Segunda-feira, 23 de Setembro de 2019
Transporte Coletivo

Decisões do TRT 11ª Região reforçam ilegalidade na paralisação de rodoviários

Uma das decisões, na prática, suspende 100% qualquer movimento de greve, enquanto outra decisão considera abusiva a decisão do STTR de paralisar mesmo com as discussões sobre o reajuste ainda em curso



gdfgdgfdg.JPG Trabalhadores das empresas Via Verde e Líder cruzaram os braços na segunda-feira em protesto a decisão anunciada pelos patrões de não pagar o reajuste. Foto: Antônio Menezes
12/07/2016 às 15:48

Duas decisões da Justiça do Trabalho reafirmaram a ilegalidade da paralisação de trabalhadores do sistema de transporte coletivo desta segunda-feira (11) em Manaus, quando 70 mil usuários foram prejudicados, segundo dados do Sindicato das Empresas de Transportes de Passageiros do Estado Amazonas (Sinetram). As decisões foram assinadas pela presidente do Tribunal Regional do Trabalho (TRT) da 11ª Região, desembargadora Maria das Graças Alecrim.

A primeira delas  acata um pedido da prefeitura de suspensão da decisão do juiz do Trabalho Eduardo Lemos Motta Filho, que fixou os percentuais máximos de trabalhadores que poderiam cruzar os braços durante o movimento paredista: 30% nos horários de pico. A prefeitura queria brecar as paralisações por completo e conseguiu.

Maria das Graças, ao suspender essa decisão, considerando que a liminar havia adentrado no mérito do pedido, mandou notificar o Sindicato dos Trabalhadores do Transporte Rodoviário (STTR) para figurar na ação e se manifestar.

A outra decisão acatou um pedido do Sinetram considerando "abusiva a greve".  A magistrada também determinou o retorno imediato dos empregados ao trabalho, sob pena de multa diária de R$ 100 mil ao STTR. A decisão estabeleceu que, caso de dirigentes do sindicato dos trabalhadores pratiquem qualquer ato que venha a prejudicar a saída dos ônibus das garagens, a multa diária será de R$ 50 mil.

Precipitação

A desembargadora lembrou que a escolha do STTR por paralisar 100% do sistema de transporte foi tomada antes mesmo da decisão que fixou o reajuste de 8% ter sido transitada em julgado (estabelecida de forma definitiva). As empresas disseram no mesmo dia que não iam pagar, mas tinham prazo de até oito dias para interpor recurso contra o reajuste salarial. Maria das graças considerou que a negociação do dissídio ainda está em curso.

Reajuste e greve

A  assembleia que definiu a greve foi realizada pelo STTR na última quinta-feira (7). As empresas do sistema declararam que não iriam pagar o reajuste de 8% nos salários da categoria.

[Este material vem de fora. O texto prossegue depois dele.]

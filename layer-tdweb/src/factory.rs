//! Getting a client instance out of whatever the module exports.
//!
//! Strategies, in order, at each level:
//!
//! 1. the module already is a client instance;
//! 2. `new module.TdClient(options)` / `new module.TdClient()`, then the same
//!    on `module.default.TdClient`;
//! 3. `module.createClient(options)`, awaited if it returns a promise;
//! 4. `new module(options)` / `new module()`, then `module(options)`;
//! 5. descend into `module.default` and start over.
//!
//! Descent is bounded by `max_default_depth` and never revisits a value, so a
//! module whose `default` points back at itself terminates.

use std::sync::Arc;

use crate::config::Config;
use crate::errors::{Attempt, InstantiationFailure, Strategy};
use crate::host::{Binding, HostFunction};
use crate::invoker::looks_like_client;

/// Property a module may expose its client class under.
pub const NESTED_CONSTRUCTOR: &str = "TdClient";
/// Property a module may expose its client factory under.
pub const FACTORY: &str = "createClient";

#[derive(Clone, Debug)]
pub struct ClientFactory {
    max_default_depth: usize,
    key_sample_limit:  usize,
}

impl Default for ClientFactory {
    fn default() -> Self {
        Self::from_config(&Config::default())
    }
}

impl ClientFactory {
    pub fn new(max_default_depth: usize, key_sample_limit: usize) -> Self {
        Self { max_default_depth, key_sample_limit }
    }

    pub fn from_config(config: &Config) -> Self {
        Self::new(config.max_default_depth, config.key_sample_limit)
    }

    /// Produce a client handle from `module`, passing `options` to whatever
    /// constructor or factory is found.
    pub async fn instantiate(
        &self,
        module:  &Binding,
        options: &Binding,
    ) -> Result<Binding, InstantiationFailure> {
        let mut run = Run { options, attempts: Vec::new(), levels: Vec::new(), constructed: Vec::new() };
        let mut current = module.clone();
        let mut path    = String::from("module");

        for depth in 0..=self.max_default_depth {
            if let Some(id) = current.identity() {
                run.levels.push(id);
            }
            if let Some(client) = run.try_level(&current, &path).await {
                return Ok(client);
            }

            let Some(next) = current.get("default") else { break };
            let target = format!("{path}.default");
            if next.identity().is_some_and(|id| run.levels.contains(&id)) {
                run.fail(Strategy::DefaultExport, &target, "refers back to an enclosing module".into());
                break;
            }
            if depth == self.max_default_depth {
                run.fail(Strategy::DefaultExport, &target, format!("nesting limit of {depth} reached"));
                break;
            }
            tracing::debug!("[layer-tdweb] retrying with {target}");
            path    = target;
            current = next;
        }

        Err(InstantiationFailure {
            attempts:    run.attempts,
            sample_keys: module.sample_keys(self.key_sample_limit),
        })
    }
}

/// State of one `instantiate` call.
struct Run<'a> {
    options:     &'a Binding,
    attempts:    Vec<Attempt>,
    /// Identities of the levels descended through.
    levels:      Vec<usize>,
    /// Identities of constructors already tried.
    constructed: Vec<usize>,
}

impl Run<'_> {
    async fn try_level(&mut self, module: &Binding, path: &str) -> Option<Binding> {
        if looks_like_client(module) {
            tracing::debug!("[layer-tdweb] {path} already is a client instance");
            return Some(module.clone());
        }

        // one level into `default`, counted from the located module
        let inner = if path.ends_with(".default") { None } else { module.get("default") };
        for (owner, owner_path) in [
            (Some(module.clone()), path.to_string()),
            (inner, format!("{path}.default")),
        ] {
            let Some(ctor) = owner.and_then(|o| o.get(NESTED_CONSTRUCTOR)) else { continue };
            let target = format!("{owner_path}.{NESTED_CONSTRUCTOR}");
            if let Some(client) = self.construct(&ctor, &target, Strategy::NestedConstructor) {
                return Some(client);
            }
        }

        if let Some(factory) = module.method(FACTORY) {
            let target = format!("{path}.{FACTORY}");
            if let Some(client) = self.call(&factory, &target, Strategy::Factory).await {
                return Some(client);
            }
        }

        if let Binding::Function(f) = module {
            if let Some(client) = self.construct(module, path, Strategy::Construct) {
                return Some(client);
            }
            if let Some(client) = self.call(f, path, Strategy::Call).await {
                return Some(client);
            }
        }

        None
    }

    /// `new ctor(options)`, then `new ctor()`. Anything object-shaped counts.
    fn construct(&mut self, ctor: &Binding, target: &str, strategy: Strategy) -> Option<Binding> {
        let Binding::Function(f) = ctor else { return None };
        if let Some(id) = ctor.identity() {
            if self.constructed.contains(&id) {
                return None;
            }
            self.constructed.push(id);
        }

        for args in [vec![self.options.clone()], Vec::new()] {
            let label = if args.is_empty() { "()" } else { "(options)" };
            match f.construct(args) {
                Ok(v @ Binding::Object(_)) => {
                    tracing::debug!("[layer-tdweb] new {target}{label} ✓");
                    return Some(v);
                }
                Ok(v)  => self.fail(strategy, target, format!("new{label} produced {}", v.kind())),
                Err(e) => self.fail(strategy, target, format!("new{label} threw: {e}")),
            }
        }
        None
    }

    /// `f(options)`, awaited; accepted only if the result is client-shaped.
    async fn call(&mut self, f: &Arc<dyn HostFunction>, target: &str, strategy: Strategy) -> Option<Binding> {
        let settled = match f.call(vec![self.options.clone()]) {
            Ok(v)  => v.settle().await,
            Err(e) => Err(e),
        };
        match settled {
            Ok(v) if looks_like_client(&v) => {
                tracing::debug!("[layer-tdweb] {target}(options) ✓");
                Some(v)
            }
            Ok(v) => {
                self.fail(strategy, target, format!("returned {}, not a client", v.kind()));
                None
            }
            Err(e) => {
                self.fail(strategy, target, format!("threw: {e}"));
                None
            }
        }
    }

    fn fail(&mut self, strategy: Strategy, target: &str, error: String) {
        tracing::warn!("[layer-tdweb] {strategy} on {target} failed: {error}");
        self.attempts.push(Attempt { strategy, target: target.to_string(), error });
    }
}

O reajuste dos rodoviários foi determinado pelo próprio TRT no dia 30 de junho, durante julgamento do Dissídio Coletivo Econômico da Categoria. O TRT decidiu pelo aumento de 8% após não ter havido acordo entre os rodoviários e os empresários. Inicialmente, os trabalhadores queriam reajuste de 20%.

Após a decisão, o Sinetram informou que não iria pagar o reajuste porque não tinha dinheiro suficiente em caixa para fazer tal pagamento. “Não tem como garantir o pagamento. A gente não tem como fazer agora, não tem dinheiro, não tem recursos”, declarou o advogado do Sinetram, Fernando Borges, à época.

Na Justiça, a prefeitura conseguiu suspender paralisação total. O STTR afirma ter cumprido da decisão, mas trabalhadores ainda assim realizaram paradas.

Sindicato nega

O presidente do STTRM, Givancir Oliveira, reiterou que o sindicato não teve participação na paralisação, realizada por funcionários das empresas Líder e Via Verde. Conforme ele, os próprios trabalhadores tomaram a decisão. “Foi difícil fazer cumprir a liminar, tendo em vista que a categoria está com sentimento de injustiça, pois o Dissídio Coletivo não foi pago pelas empresas e toda semana tem atraso de pagamento de benefícios”, afirmou.